CYLC-1 and CYLC-2 abrogate MT deceleration and soluble tubulin compartmentalization in UMCs. (A) Maximal intensity projection of UMCs in adult worms after CYLC-1 or -2 depletion. Scale bar, 10 μm. Kymographs of single MTs in these cells show suppression of deceleration in CYLC-1– or -2–depleted worms. Scale bar, 10 s (vertical), 1 μm (horizontal). (B) Proportion of MTs exhibiting monophasic or biphasic growth excursions in the terminal area of UMCs in CYLC-1– or CYLC-2–depleted worms. At least six worms and at least 69 MTs. (C) Left, the time of MT growing excursion without catastrophe is increased in CYLC-1– and CYLC-2–depleted worms. Right, time at cortex represents the time spent by MTs at the cell periphery before undergoing catastrophe. **p < 0.001, unpaired t test, compared with total control MT population. (D) Diamond graphs representing dynamic parameters in control and CYLC-1– or -2–depleted worms. n.s., not significant; *p < 0.01, **p < 0.001, unpaired t test.
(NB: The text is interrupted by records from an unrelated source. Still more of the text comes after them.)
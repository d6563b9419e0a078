//! Configuration loader builder implementation.
//!
//! Responsibilities:
//! - Provide a builder-pattern `ConfigLoader` for hierarchical configuration merging.
//! - Support loading from environment variables, profile files, and direct builder methods.
//! - Build and check the final `JobDefaults`.
//!
//! Does NOT handle:
//! - Direct environment variable parsing logic (delegated to env.rs).
//! - Profile file loading logic (delegated to profile.rs).
//!
//! Invariants / Assumptions:
//! - Profile, environment, and builder values live in separate layers, merged
//!   only in `build()`, so `from_env()` and `from_profile()` may run in either order.
//! - Environment variables take precedence over profile file values.
//! - Builder methods take precedence over environment variables, regardless of call order.
//! - `load_dotenv()` must be called explicitly to enable `.env` file loading.
//! - The `DOTENV_DISABLED` variable is checked before `dotenvy::dotenv()` is called.

use std::collections::BTreeMap;
use std::path::PathBuf;

use tracing::debug;

use super::env::apply_env;
use super::error::ConfigError;
use super::profile::apply_profile;
use crate::constants::{ENV_TAGS, MAX_SAMPLE_RATE_HERTZ, MAX_TAGS, MIN_SAMPLE_RATE_HERTZ};
use crate::types::JobDefaults;

/// Configuration loader that builds job defaults from environment variables and profiles.
#[derive(Debug, Default)]
pub struct ConfigLoader {
    profile: JobDefaults,
    env: JobDefaults,
    overrides: JobDefaults,
    profile_name: Option<String>,
    profile_missing: Option<String>,
    config_path: Option<PathBuf>,
}

impl ConfigLoader {
    /// Create a new configuration loader.
    pub fn new() -> Self {
        Self::default()
    }

    /// Check if dotenv loading is disabled via environment variable.
    fn dotenv_disabled() -> bool {
        matches!(
            std::env::var("DOTENV_DISABLED").ok().as_deref(),
            Some("true") | Some("1")
        )
    }

    /// Load environment variables from .env file if present.
    ///
    /// If `DOTENV_DISABLED` environment variable is set to "true" or "1",
    /// the .env file will not be loaded (useful for testing).
    ///
    /// # Errors
    ///
    /// Returns an error if:
    /// - The `.env` file exists but has invalid syntax (`ConfigError::DotenvParse`)
    /// - The `.env` file exists but cannot be read due to I/O errors (`ConfigError::DotenvIo`)
    ///
    /// Missing `.env` files are silently ignored (returns `Ok(self)`).
    pub fn load_dotenv(self) -> Result<Self, ConfigError> {
        if Self::dotenv_disabled() {
            return Ok(self);
        }

        match dotenvy::dotenv() {
            Ok(_) => Ok(self),
            Err(e) if Self::is_not_found(&e) => Ok(self),
            Err(dotenvy::Error::LineParse(_, idx)) => {
                Err(ConfigError::DotenvParse { error_index: idx })
            }
            Err(dotenvy::Error::Io(io_err)) => Err(ConfigError::DotenvIo {
                kind: io_err.kind(),
            }),
            Err(_) => Err(ConfigError::DotenvUnknown),
        }
    }

    /// Check if a dotenv error indicates the file was not found.
    fn is_not_found(err: &dotenvy::Error) -> bool {
        matches!(
            err,
            dotenvy::Error::Io(io_err) if io_err.kind() == std::io::ErrorKind::NotFound
        )
    }

    /// Set the active profile name to load from the config file.
    pub fn with_profile_name(mut self, name: String) -> Self {
        self.profile_name = Some(name);
        self
    }

    /// Set the profile file path.
    pub fn with_config_path(mut self, path: PathBuf) -> Self {
        self.config_path = Some(path);
        self
    }

    /// Read configuration from a profile in the config file.
    ///
    /// If the profile is not found, this records the missing profile name
    /// for later error handling in `build()`.
    pub fn from_profile(mut self) -> Result<Self, ConfigError> {
        apply_profile(&mut self)?;
        Ok(self)
    }

    /// Read configuration from environment variables.
    ///
    /// Environment variables take precedence over profile settings.
    pub fn from_env(mut self) -> Result<Self, ConfigError> {
        apply_env(&mut self)?;
        Ok(self)
    }

    /// Set the default language code.
    pub fn with_language_code(mut self, code: String) -> Self {
        self.overrides.language_code = Some(code);
        self
    }

    /// Set the default media format.
    pub fn with_media_format(mut self, format: String) -> Self {
        self.overrides.media_format = Some(format);
        self
    }

    /// Set the default media sample rate.
    pub fn with_media_sample_rate_hertz(mut self, hertz: i32) -> Self {
        self.overrides.media_sample_rate_hertz = Some(hertz);
        self
    }

    /// Set the default output bucket.
    pub fn with_output_bucket_name(mut self, bucket: String) -> Self {
        self.overrides.output_bucket_name = Some(bucket);
        self
    }

    /// Set the default output key prefix.
    pub fn with_output_key_prefix(mut self, prefix: String) -> Self {
        self.overrides.output_key_prefix = Some(prefix);
        self
    }

    /// Set the default KMS key for output encryption.
    pub fn with_output_encryption_kms_key_id(mut self, key_id: String) -> Self {
        self.overrides.output_encryption_kms_key_id = Some(key_id);
        self
    }

    /// Set the default custom vocabulary.
    pub fn with_vocabulary_name(mut self, name: String) -> Self {
        self.overrides.vocabulary_name = Some(name);
        self
    }

    /// Set the default vocabulary filter and how it is applied.
    pub fn with_vocabulary_filter(mut self, name: String, method: String) -> Self {
        self.overrides.vocabulary_filter_name = Some(name);
        self.overrides.vocabulary_filter_method = Some(method);
        self
    }

    /// Set the default data access role.
    pub fn with_data_access_role_arn(mut self, arn: String) -> Self {
        self.overrides.data_access_role_arn = Some(arn);
        self
    }

    /// Add a default tag.
    pub fn with_tag(mut self, key: String, value: String) -> Self {
        self.overrides.tags.insert(key, value);
        self
    }

    pub(crate) fn profile_mut(&mut self) -> &mut JobDefaults {
        &mut self.profile
    }

    pub(crate) fn env_mut(&mut self) -> &mut JobDefaults {
        &mut self.env
    }

    pub(crate) fn profile_name(&self) -> Option<&String> {
        self.profile_name.as_ref()
    }

    pub(crate) fn set_profile_name(&mut self, name: Option<String>) {
        self.profile_name = name;
    }

    pub(crate) fn config_path(&self) -> Option<&PathBuf> {
        self.config_path.as_ref()
    }

    pub(crate) fn set_config_path(&mut self, path: Option<PathBuf>) {
        self.config_path = path;
    }

    pub(crate) fn set_profile_missing(&mut self, name: Option<String>) {
        self.profile_missing = name;
    }

    /// Build the final job defaults.
    ///
    /// # Errors
    ///
    /// - `ProfileNotFound` if a requested profile was missing.
    /// - `InvalidSampleRate` if the sample rate is outside 8000..=48000.
    /// - `KeyPrefixWithoutBucket` if a key prefix is set without a bucket.
    /// - `InvalidValue` if more tags are configured than a resource accepts.
    pub fn build(self) -> Result<JobDefaults, ConfigError> {
        if let Some(profile_name) = self.profile_missing {
            return Err(ConfigError::ProfileNotFound(profile_name));
        }

        let mut defaults = self.profile;
        let env_tags = overlay(&mut defaults, self.env);
        if !env_tags.is_empty() {
            defaults.tags = env_tags;
        }
        let override_tags = overlay(&mut defaults, self.overrides);
        defaults.tags.extend(override_tags);

        if let Some(hertz) = defaults.media_sample_rate_hertz
            && !(MIN_SAMPLE_RATE_HERTZ..=MAX_SAMPLE_RATE_HERTZ).contains(&hertz)
        {
            return Err(ConfigError::InvalidSampleRate { value: hertz });
        }
        if defaults.output_key_prefix.is_some() && defaults.output_bucket_name.is_none() {
            return Err(ConfigError::KeyPrefixWithoutBucket);
        }
        if defaults.tags.len() > MAX_TAGS {
            return Err(ConfigError::InvalidValue {
                var: ENV_TAGS.to_string(),
                message: format!("at most {MAX_TAGS} tags are allowed"),
            });
        }

        debug!(
            language_code = ?defaults.language_code,
            media_format = ?defaults.media_format,
            tags = defaults.tags.len(),
            "Loaded job defaults"
        );
        Ok(defaults)
    }
}

/// Move every value `layer` sets onto `base` and hand back the layer's tags,
/// whose merge rule differs per layer.
fn overlay(base: &mut JobDefaults, layer: JobDefaults) -> BTreeMap<String, String> {
    macro_rules! overlay {
        ($($field:ident),* $(,)?) => {
            $(
                if layer.$field.is_some() {
                    base.$field = layer.$field;
                }
            )*
        };
    }
    overlay!(
        language_code,
        media_format,
        media_sample_rate_hertz,
        output_bucket_name,
        output_key_prefix,
        output_encryption_kms_key_id,
        vocabulary_name,
        vocabulary_filter_name,
        vocabulary_filter_method,
        data_access_role_arn,
    );
    layer.tags
}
More than 12 worms and >160 MTs. (E) As in Figure 3, background intensity was measured next to MT tracks and normalized in each condition. Vertical lines at 3.8 μm in control (black) represent average location and SD (± 0.6 μm) of the intensity drop in control cells. The vertical shaded bar indicates significant intensity increase or decrease as described in Materials and Methods. The p value is indicated on the right y-axis. **p ≤ 0.01. At least 12 worms. (F) CYLC-1 or CYLC-2 depletion affects egg-laying function, as evidenced by reduced brood size. Number of eggs laid per day and per worm in each condition correspond to the average brood size of five worms in three different experiments. EGL-8 is a phospholipase Cβ isoform involved in egg laying (Lackner et al., 1999) and served as a positive control for the experiment.